• Task description
Set down word for word the lines that begin the entries and run through the line containing "use crate::message::ServerMessage;". Give nothing further.

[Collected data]
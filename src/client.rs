//! Client struct definition
//!
//! Represents a connected client and its outbound event channel.

use tokio::sync::mpsc;
use tokio::sync::mpsc::error::TrySendError;

use crate::error::SendError;
use crate::message::ServerMessage;
use crate::types::ConnectionId;

/// Connected client information
#[derive(Debug, Clone)]
pub struct Client {
    /// Unique identifier for this connection
    pub id: ConnectionId,
    /// Server → Client message channel
    pub sender: mpsc::Sender<ServerMessage>,
}

impl Client {
    /// Create a new client with the given ID and sender channel
    pub fn new(id: ConnectionId, sender: mpsc::Sender<ServerMessage>) -> Self {
        Self { id, sender }
    }

    /// Queue a message for this client without waiting
    ///
    /// Returns an error if the channel is closed (client disconnected)
    /// or its buffer is full.
    pub fn deliver(&self, msg: ServerMessage) -> Result<(), SendError> {
        self.sender.try_send(msg).map_err(|e| match e {
            TrySendError::Full(_) => SendError::ChannelFull,
            TrySendError::Closed(_) => SendError::ChannelClosed,
        })
    }
}

#[cfg(test)]
mod tests {
    use super::*;

    #[tokio::test]
    async fn test_client_deliver() {
        let (tx, mut rx) = mpsc::channel(32);
        let client = Client::new(ConnectionId::new(), tx);

        client.deliver(ServerMessage::system("hello")).unwrap();

        assert_eq!(rx.recv().await, Some(ServerMessage::system("hello")));
    }

    #[tokio::test]
    async fn test_client_deliver_full_and_closed() {
        let (tx, rx) = mpsc::channel(1);
        let client = Client::new(ConnectionId::new(), tx);

        client.deliver(ServerMessage::system("one")).unwrap();
        assert!(matches!(
            client.deliver(ServerMessage::system("two")),
            Err(SendError::ChannelFull)
        ));

        drop(rx);
        assert!(matches!(
            client.deliver(ServerMessage::system("three")),
            Err(SendError::ChannelClosed)
        ));
    }
}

• Reply to the exercise
filename src/client.rs
//! Client struct definition
//!
//! Represents a connected client and its outbound event channel.

use tokio::sync::mpsc;
use tokio::sync::mpsc::error::TrySendError;

use crate::error::SendError;
use crate::message::ServerMessage;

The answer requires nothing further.